Nein, so war er nicht. Vermutlich wollte er nur ein simples Gespräch mit ihr führen, ohne Hintergedanken. Er konnte ja nicht ahnen, dass er ihren wunden Punkt getroffen hatte. Es war nämlich gerade einmal drei Monate her, dass ihr Exfreund Graham ihr eröffnet hatte, sie kümmere sich zu viel um ihren Beruf, und sie deswegen verlassen hatte.
„Nein, ich bin nicht verheiratet, und ich plane auch kein Haus voller Kinder“, erklärte sie kurz. „Nicht alle Frauen träumen davon, eine Familie zu gründen.“
„Nein?“, gab er zurück. Seine Miene war unergründlich.
„Nein“, betonte Jodie energisch. „Ich habe einen kleinen Patensohn, Billy, und ich genieße es sehr, Zeit mit ihm zu verbringen.“ Das war nur ein Teil der Wahrheit. Sie wünschte sich Kinder, nur jetzt noch nicht. Sie wollte einen Weg finden, Mutter zu sein und dennoch ihren Beruf nicht aufzugeben. Und dann war da noch das kleine, aber nicht unwichtige Problem, zunächst den Vater ihrer Kinder zu finden …

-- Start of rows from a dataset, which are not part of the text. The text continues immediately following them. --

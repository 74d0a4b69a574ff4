//! Ownership guard for mutating handlers.

use crate::error::ApiError;

/// Confirm the acting account owns the resource being mutated.
///
/// Pure comparison, no side effects. Callers run this after fetching the
/// resource, so a nonexistent resource reports 404 before this 403 is
/// ever reachable.
pub fn ensure_owner(actor_id: &str, owner_id: &str, denied: &'static str) -> Result<(), ApiError> {
    if actor_id == owner_id {
        Ok(())
    } else {
        Err(ApiError::Forbidden(denied))
    }
}

#[cfg(test)]
mod tests {
    use super::*;

    #[test]
    fn test_owner_passes() {
        assert!(ensure_owner("u-1", "u-1", "denied").is_ok());
    }

    #[test]
    fn test_non_owner_forbidden() {
        let err = ensure_owner("u-2", "u-1", "Not authorized to update this post").unwrap_err();
        assert!(matches!(err, ApiError::Forbidden(_)));
        assert_eq!(err.to_string(), "Not authorized to update this post");
    }
}
//! Data models for accounts, posts and categories

use chrono::{DateTime, Utc};
use serde::Serialize;
use sqlx::FromRow;
use utoipa::ToSchema;

// ============================================================================
// Users
// ============================================================================

/// Full account row. The password hash never leaves this type; every
/// response path goes through [`PublicUser`].
#[derive(Debug, Clone, FromRow)]
pub struct User {
    pub id: String,
    pub email: String,
    pub name: Option<String>,
    pub password_hash: String,
    pub created_at: DateTime<Utc>,
    pub updated_at: DateTime<Utc>,
}

/// Public account view, safe to serialize
#[derive(Debug, Clone, Serialize, ToSchema)]
pub struct PublicUser {
    pub id: String,
    pub email: String,
    pub name: Option<String>,
    pub created_at: DateTime<Utc>,
    pub updated_at: DateTime<Utc>,
}

impl From<User> for PublicUser {
    fn from(u: User) -> Self {
        Self {
            id: u.id,
            email: u.email,
            name: u.name,
            created_at: u.created_at,
            updated_at: u.updated_at,
        }
    }
}

/// List view: public fields plus the number of posts authored
#[derive(Debug, Clone, Serialize, FromRow, ToSchema)]
pub struct UserSummary {
    pub id: String,
    pub email: String,
    pub name: Option<String>,
    pub created_at: DateTime<Utc>,
    pub updated_at: DateTime<Utc>,
    pub post_count: i64,
}

/// Detail view: public fields plus the account's posts, newest first
#[derive(Debug, Serialize, ToSchema)]
pub struct UserDetail {
    #[serde(flatten)]
    pub user: PublicUser,
    pub posts: Vec<Post>,
}

// ============================================================================
// Posts
// ============================================================================

#[derive(Debug, Clone, Serialize, FromRow, ToSchema)]
pub struct Post {
    pub id: String,
    pub title: String,
    pub content: String,
    pub published: bool,
    pub author_id: String,
    pub created_at: DateTime<Utc>,
    pub updated_at: DateTime<Utc>,
}

/// Author fields embedded in post responses
#[derive(Debug, Clone, Serialize, FromRow, ToSchema)]
pub struct AuthorInfo {
    pub id: String,
    pub name: Option<String>,
    pub email: String,
}

/// Post joined with its author, the shape all post endpoints return
#[derive(Debug, Serialize, ToSchema)]
pub struct PostWithAuthor {
    #[serde(flatten)]
    pub post: Post,
    pub author: AuthorInfo,
}

// ============================================================================
// Categories
// ============================================================================

#[derive(Debug, Clone, Serialize, FromRow, ToSchema)]
pub struct Category {
    pub id: String,
    pub name: String,
    pub description: Option<String>,
    pub created_at: DateTime<Utc>,
    pub updated_at: DateTime<Utc>,
}

#[cfg(test)]
mod tests {
    use super::*;

    fn sample_user() -> User {
        User {
            id: "u-1".to_string(),
            email: "ada@x.com".to_string(),
            name: Some("Ada".to_string()),
            password_hash: "$argon2id$v=19$m=19456,t=2,p=1$abc$def".to_string(),
            created_at: Utc::now(),
            updated_at: Utc::now(),
        }
    }

    #[test]
    fn test_public_user_never_serializes_hash() {
        let public: PublicUser = sample_user().into();
        let json = serde_json::to_string(&public).unwrap();
        assert!(!json.contains("password"));
        assert!(!json.contains("argon2"));
        assert!(json.contains("ada@x.com"));
    }

    #[test]
    fn test_post_with_author_flattens_post_fields() {
        let pwa = PostWithAuthor {
            post: Post {
                id: "p-1".to_string(),
                title: "Hello".to_string(),
                content: "World".to_string(),
                published: true,
                author_id: "u-1".to_string(),
                created_at: Utc::now(),
                updated_at: Utc::now(),
            },
            author: AuthorInfo {
                id: "u-1".to_string(),
                name: None,
                email: "ada@x.com".to_string(),
            },
        };
        let json = serde_json::to_value(&pwa).unwrap();
        assert_eq!(json["title"], "Hello");
        assert_eq!(json["author"]["email"], "ada@x.com");
    }
}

„Warum arbeiten Sie auf der Kinderstation?“, wechselte sie das Thema und gab die Frage von vorhin zurück.
„Ich …“, er zögerte. „Nach dem Studium habe ich in der Kardiologie und in der Onkologie gearbeitet, doch die Arbeit mit Kindern liegt mir am meisten.“ Während er sprach, schien es, als wappne er sich gegen einen inneren Schmerz.

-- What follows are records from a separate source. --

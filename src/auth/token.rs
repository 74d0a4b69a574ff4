//! Session token issuance and verification.
//!
//! Stateless HS256 JWTs: the account id rides in `sub`, the expiry in
//! `exp`. There is no revocation store; a token stays valid until its
//! encoded expiry regardless of later account changes.

use chrono::{DateTime, Duration, Utc};
use jsonwebtoken::{
    Algorithm, DecodingKey, EncodingKey, Header, Validation, decode, encode,
    errors::ErrorKind,
};
use serde::{Deserialize, Serialize};

/// JWT claims
#[derive(Debug, Serialize, Deserialize, Clone, PartialEq)]
pub struct Claims {
    pub sub: String, // account id
    pub iat: i64,    // issued at (UTC timestamp)
    pub exp: i64,    // expiry (UTC timestamp)
}

/// Verification failure. The split between expired and everything else is
/// internal only; callers surface both as unauthenticated.
#[derive(Debug, PartialEq, Eq)]
pub enum TokenError {
    Expired,
    Invalid,
}

/// Signing/verification keys derived from the configured secret.
pub struct TokenKeys {
    encoding: EncodingKey,
    decoding: DecodingKey,
    ttl: Duration,
}

impl TokenKeys {
    pub fn new(secret: &str, ttl_days: i64) -> Self {
        Self {
            encoding: EncodingKey::from_secret(secret.as_bytes()),
            decoding: DecodingKey::from_secret(secret.as_bytes()),
            ttl: Duration::days(ttl_days),
        }
    }

    /// Issue a token for `account_id`, expiring `ttl` from now.
    pub fn issue(&self, account_id: &str) -> anyhow::Result<String> {
        self.issue_at(account_id, Utc::now())
    }

    /// Issue a token with an explicit issuance instant.
    pub fn issue_at(&self, account_id: &str, issued_at: DateTime<Utc>) -> anyhow::Result<String> {
        let claims = Claims {
            sub: account_id.to_string(),
            iat: issued_at.timestamp(),
            exp: (issued_at + self.ttl).timestamp(),
        };
        encode(&Header::default(), &claims, &self.encoding)
            .map_err(|e| anyhow::anyhow!("Failed to sign token: {}", e))
    }

    /// Verify signature and expiry, returning the claims.
    ///
    /// Malformed structure, signature mismatch and past-expiry all reject;
    /// only the two-way split above is preserved for logging.
    pub fn verify(&self, token: &str) -> Result<Claims, TokenError> {
        let mut validation = Validation::new(Algorithm::HS256);
        // "expired" means the encoded instant, not the default 60s grace
        validation.leeway = 0;
        match decode::<Claims>(token, &self.decoding, &validation) {
            Ok(data) => Ok(data.claims),
            Err(e) => match e.kind() {
                ErrorKind::ExpiredSignature => Err(TokenError::Expired),
                _ => Err(TokenError::Invalid),
            },
        }
    }
}

#[cfg(test)]
mod tests {
    use super::*;

    fn keys() -> TokenKeys {
        TokenKeys::new("test-secret", 7)
    }

    #[test]
    fn test_issue_then_verify_resolves_account() {
        let token = keys().issue("acct-42").unwrap();
        let claims = keys().verify(&token).unwrap();
        assert_eq!(claims.sub, "acct-42");
        assert!(claims.exp > claims.iat);
        assert_eq!(claims.exp - claims.iat, 7 * 24 * 3600);
    }

    #[test]
    fn test_expired_token_rejected() {
        // Issued 8 days ago with a 7 day TTL
        let issued = Utc::now() - Duration::days(8);
        let token = keys().issue_at("acct-42", issued).unwrap();
        assert_eq!(keys().verify(&token), Err(TokenError::Expired));
    }

    #[test]
    fn test_wrong_secret_rejected() {
        let token = keys().issue("acct-42").unwrap();
        let other = TokenKeys::new("different-secret", 7);
        assert_eq!(other.verify(&token), Err(TokenError::Invalid));
    }

    #[test]
    fn test_garbage_token_rejected() {
        assert_eq!(keys().verify(""), Err(TokenError::Invalid));
        assert_eq!(keys().verify("not.a.jwt"), Err(TokenError::Invalid));
        assert_eq!(
            keys().verify("eyJhbGciOiJIUzI1NiJ9.e30."),
            Err(TokenError::Invalid)
        );
    }

    #[test]
    fn test_tampered_payload_rejected() {
        let token = keys().issue("acct-42").unwrap();
        let mut parts: Vec<&str> = token.split('.').collect();
        let forged_payload = "eyJzdWIiOiJhY2N0LTk5IiwiaWF0IjowLCJleHAiOjk5OTk5OTk5OTl9";
        parts[1] = forged_payload;
        let forged = parts.join(".");
        assert_eq!(keys().verify(&forged), Err(TokenError::Invalid));
    }
}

„Kardiologie“, wiederholte sie gedankenverloren. „Das wäre fast auch mein Spezialgebiet geworden, wegen Sadie.“
„Sadie?“
„Meine jüngere Schwester.“ Ihre fröhlichen grünen Augen verdüsterten sich. „Sie hatte ein Loch im Herzen. Damals konnte man es noch nicht heilen. Sie starb zwei Wochen nach der Geburt.“
„War sie sehr viel jünger als Sie?“, wollte Sam wissen.
Jodie schüttelte den Kopf. „Ich war damals knapp drei. Mein Bruder Matt war sieben, er kann sich besser an die Zeit damals erinnern. Trotzdem hat gerade er mich überzeugt, nicht nur wegen Sadie Kardiologin zu werden, sondern meinen eigenen Weg zu finden.“
Sie lächelte. „Er hat mir gerade erzählt, dass er sich verloben wird. Annie und er kennen sich schon seit der Schulzeit, doch ihre Liebe füreinander haben sie erst jetzt entdeckt. Und nun wollen sie keine Zeit mehr verlieren. Die Party ist am nächsten Wochenende“, fügte sie wenig begeistert hinzu.

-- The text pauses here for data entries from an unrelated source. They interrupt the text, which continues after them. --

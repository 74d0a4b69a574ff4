//! Category endpoints: public reads, authenticated mutations.

use axum::{
    Json,
    extract::{Path, State},
    http::StatusCode,
};
use serde::Deserialize;
use std::sync::Arc;
use utoipa::ToSchema;
use validator::Validate;

use super::check;
use crate::error::{ApiError, is_unique_violation};
use crate::models::Category;
use crate::repository::CategoryRepository;
use crate::response::ApiResponse;
use crate::state::AppState;

#[derive(Debug, Deserialize, Validate, ToSchema)]
pub struct CreateCategoryRequest {
    #[validate(length(min = 1, max = 50, message = "name must be 1-50 characters"))]
    pub name: String,
    #[validate(length(max = 200, message = "description must be at most 200 characters"))]
    pub description: Option<String>,
}

#[derive(Debug, Deserialize, Validate, ToSchema)]
pub struct UpdateCategoryRequest {
    #[validate(length(min = 1, max = 50, message = "name must be 1-50 characters"))]
    pub name: Option<String>,
    #[validate(length(max = 200, message = "description must be at most 200 characters"))]
    pub description: Option<String>,
}

/// List categories
///
/// GET /api/categories
#[utoipa::path(
    get,
    path = "/api/categories",
    responses(
        (status = 200, description = "All categories, name ascending", body = ApiResponse<Vec<Category>>)
    ),
    tag = "Categories"
)]
pub async fn list_categories(
    State(state): State<Arc<AppState>>,
) -> Result<Json<ApiResponse<Vec<Category>>>, ApiError> {
    let categories = CategoryRepository::list(state.db.pool()).await?;
    Ok(Json(ApiResponse::success(categories)))
}

/// Get category by ID
///
/// GET /api/categories/{id}
#[utoipa::path(
    get,
    path = "/api/categories/{id}",
    params(("id" = String, Path, description = "Category id")),
    responses(
        (status = 200, description = "Category", body = ApiResponse<Category>),
        (status = 404, description = "Category not found")
    ),
    tag = "Categories"
)]
pub async fn get_category(
    State(state): State<Arc<AppState>>,
    Path(id): Path<String>,
) -> Result<Json<ApiResponse<Category>>, ApiError> {
    let category = CategoryRepository::find_by_id(state.db.pool(), &id)
        .await?
        .ok_or(ApiError::NotFound("Category not found"))?;
    Ok(Json(ApiResponse::success(category)))
}

/// Create a category
///
/// POST /api/categories
#[utoipa::path(
    post,
    path = "/api/categories",
    request_body = CreateCategoryRequest,
    responses(
        (status = 201, description = "Category created", body = ApiResponse<Category>),
        (status = 400, description = "Validation failure or duplicate name"),
        (status = 401, description = "Unauthenticated")
    ),
    security(("bearer_token" = [])),
    tag = "Categories"
)]
pub async fn create_category(
    State(state): State<Arc<AppState>>,
    Json(req): Json<CreateCategoryRequest>,
) -> Result<(StatusCode, Json<ApiResponse<Category>>), ApiError> {
    check(&req)?;

    let pool = state.db.pool();
    if CategoryRepository::find_by_name(pool, &req.name)
        .await?
        .is_some()
    {
        return Err(ApiError::Validation("Category already exists".to_string()));
    }

    let category = match CategoryRepository::create(pool, &req.name, req.description.as_deref())
        .await
    {
        Ok(category) => category,
        // Concurrent creates can both pass the lookup; the unique index decides
        Err(e) if is_unique_violation(&e) => {
            return Err(ApiError::Validation("Category already exists".to_string()));
        }
        Err(e) => return Err(e.into()),
    };

    Ok((
        StatusCode::CREATED,
        Json(ApiResponse::success_with_message(
            category,
            "Category created successfully",
        )),
    ))
}

/// Update a category
///
/// PUT /api/categories/{id}
#[utoipa::path(
    put,
    path = "/api/categories/{id}",
    params(("id" = String, Path, description = "Category id")),
    request_body = UpdateCategoryRequest,
    responses(
        (status = 200, description = "Category updated", body = ApiResponse<Category>),
        (status = 404, description = "Category not found")
    ),
    security(("bearer_token" = [])),
    tag = "Categories"
)]
pub async fn update_category(
    State(state): State<Arc<AppState>>,
    Path(id): Path<String>,
    Json(req): Json<UpdateCategoryRequest>,
) -> Result<Json<ApiResponse<Category>>, ApiError> {
    check(&req)?;

    let pool = state.db.pool();
    if CategoryRepository::find_by_id(pool, &id).await?.is_none() {
        return Err(ApiError::NotFound("Category not found"));
    }

    let updated =
        match CategoryRepository::update(pool, &id, req.name.as_deref(), req.description.as_deref())
            .await
        {
            Ok(category) => category.ok_or(ApiError::NotFound("Category not found"))?,
            Err(e) if is_unique_violation(&e) => {
                return Err(ApiError::Validation("Category already exists".to_string()));
            }
            Err(e) => return Err(e.into()),
        };

    Ok(Json(ApiResponse::success_with_message(
        updated,
        "Category updated successfully",
    )))
}

/// Delete a category
///
/// DELETE /api/categories/{id}
#[utoipa::path(
    delete,
    path = "/api/categories/{id}",
    params(("id" = String, Path, description = "Category id")),
    responses(
        (status = 200, description = "Category deleted"),
        (status = 404, description = "Category not found")
    ),
    security(("bearer_token" = [])),
    tag = "Categories"
)]
pub async fn delete_category(
    State(state): State<Arc<AppState>>,
    Path(id): Path<String>,
) -> Result<Json<ApiResponse<()>>, ApiError> {
    let pool = state.db.pool();
    let removed = CategoryRepository::delete(pool, &id).await?;
    if removed == 0 {
        return Err(ApiError::NotFound("Category not found"));
    }

    Ok(Json(ApiResponse::<()>::message_only(
        "Category deleted successfully",
    )))
}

„Und Sie haben Dienst und können nicht dabei sein?“, vermutete Sam.
Jodie nickte.
„Können Sie nicht mit jemandem tauschen?“
„Nein, dafür ist die Station zu schlecht besetzt. Aber wir werden nachfeiern, nur Annie, Matt und ich.“
Also war der Freund endgültig aus dem Rennen, stellte Sam fest und spürte, dass ihn diese Tatsache freute. Warum? Er konnte sich nicht in Jodie verlieben. Schließlich war sie seine Kollegin.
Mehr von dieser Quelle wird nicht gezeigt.